◆ **Extracted entries**:
=== Section Start ===
use super::{Image, Shape, ShapeParams};
use crate::properties::Properties;

/// Octagon-cut box. The outline path is defined once in `<defs>` and reused
/// by both the fill pass and the stroke decorator.
pub fn draw(properties: &Properties, params: &ShapeParams) -> Shape {
    let width = params.width;
    let height = params.height;

    let select = properties.global.select_node.extract();
    let hover = properties.global.hover_node.extract();
    let flag = properties.global.flag.extract();

    let t = properties.global.thickness.extract();
    let cut = properties.complex.cut.extract();
    let fill = if params.flags.drug {
        properties.complex.drug.extract()
    } else if params.flags.interactor {
        properties.interactor.fill.extract()
    } else {
        properties.complex.fill.extract()
    };

    let stroke = if !params.flags.disease {
        properties.complex.stroke.extract()
    } else {
        properties.global.negative_contrast.extract()
    };

    let cut2 = cut * 2.0;
    let t2 = t * 2.0;
    let v = height - cut2 - 2.0 * t2;

    let state_height = height / 2.0 + t;

    let defs = format!(
        r#"<defs>
  <path id="octagon" d="
      M {left} {t2}
      H {right}
      l {cut} {cut}
      v {v}
      l -{cut} {cut}
      H {left}
      l -{cut} -{cut}
      v -{v}
      l  {cut} -{cut}
      Z
      "/>
  </defs>"#,
        left = cut + t2,
        right = width - cut - t2,
    );

    let dash_attrs = if params.flags.loss_of_function {
        format!(r#" stroke-dasharray="{t2}""#)
    } else {
        String::new()
    };

    Shape {
        background: Some(Image {
            markup: format!(
                r##"{defs}
      <use href="#octagon" fill="{fill}" stroke="{fill}" stroke-width="{sw}" stroke-linejoin="round"/>"##,
                sw = 2.0 * t2,
            ),
            ..Default::default()
        }),
        hover: Some(Image {
            markup: format!(
                r#"<path stroke="{hover}" stroke-width="{sw}" stroke-linejoin="round" fill="none" d="
      M {t2} {state_height}
      v -{half_v}
      l {cut} -{rise}
      H {right}
      l {cut} {rise}
      v {half_v}
      " />"#,
                sw = 2.0 * t2,
                half_v = v / 2.0,
                rise = cut + t,
                right = width - cut - t2,
            ),
            position_y: Some(-t),
            height: Some(state_height),
            clip: Some("none"),
            bounds_expansion: Some(t),
            ..Default::default()
        }),
        select: Some(Image {
            markup: format!(
                r#"<path stroke="{select}" stroke-width="{sw}" stroke-linejoin="round" fill="none" d="
      M {t2} 0
      v {half_v}
      l {cut} {rise}
      H {right}
      l {cut} -{rise}
      v -{half_v}
      " />"#,
                sw = 2.0 * t2,
                half_v = v / 2.0,
                rise = cut + t,
                right = width - cut - t2,
            ),
            position_y: Some(height / 2.0),
            height: Some(state_height),
            clip: Some("none"),
            bounds_expansion: Some(t),
            ..Default::default()
        }),
        flag: Some(Image {
            markup: format!(
                r#"<path d="
      M {mid} {top}
      H {right}
      l {wide_cut} {cut}
      v {v}
      l -{wide_cut} {cut}
      H {left}
      l -{wide_cut} -{cut}
      v -{v}
      l  {wide_cut} -{cut}
      Z
      " stroke="{flag}" stroke-width="{sw}" stroke-linejoin="round" fill="none"/>"#,
                mid = width / 2.0,
                top = 3.0 * t,
                right = width - cut,
                wide_cut = cut + t,
                left = cut + 2.0 * t2,
                sw = 3.0 * t2,
            ),
            position_x: Some(-2.0 * t),
            position_y: Some(-t),
            bounds_expansion: Some(2.0 * t),
            clip: Some("none"),
            containment: Some("over"),
            width: Some(width + 4.0 * t),
            height: Some(height + 2.0 * t),
            ..Default::default()
        }),
        decorators: vec![Image {
            markup: format!(
                r##"{defs}
         <use href="#octagon" fill="none" stroke="{stroke}" stroke-width="{t2}" stroke-linejoin="round"{dash_attrs} />
         <use href="#octagon" fill="{fill}"/>"##,
            ),
            ..Default::default()
        }],
    }
}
=== Section End ===
◆ **Description of the task**: Transcribe, please, every line from the first line of the listing above through the line with "else if params.flags.interactor". Keep both ends and nothing else.

◆ **Exercise output**:
use super::{Image, Shape, ShapeParams};
use crate::properties::Properties;

/// Octagon-cut box. The outline path is defined once in `<defs>` and reused
/// by both the fill pass and the stroke decorator.
pub fn draw(properties: &Properties, params: &ShapeParams) -> Shape {
    let width = params.width;
    let height = params.height;

    let select = properties.global.select_node.extract();
    let hover = properties.global.hover_node.extract();
    let flag = properties.global.flag.extract();

    let t = properties.global.thickness.extract();
    let cut = properties.complex.cut.extract();
    let fill = if params.flags.drug {
        properties.complex.drug.extract()
    } else if params.flags.interactor {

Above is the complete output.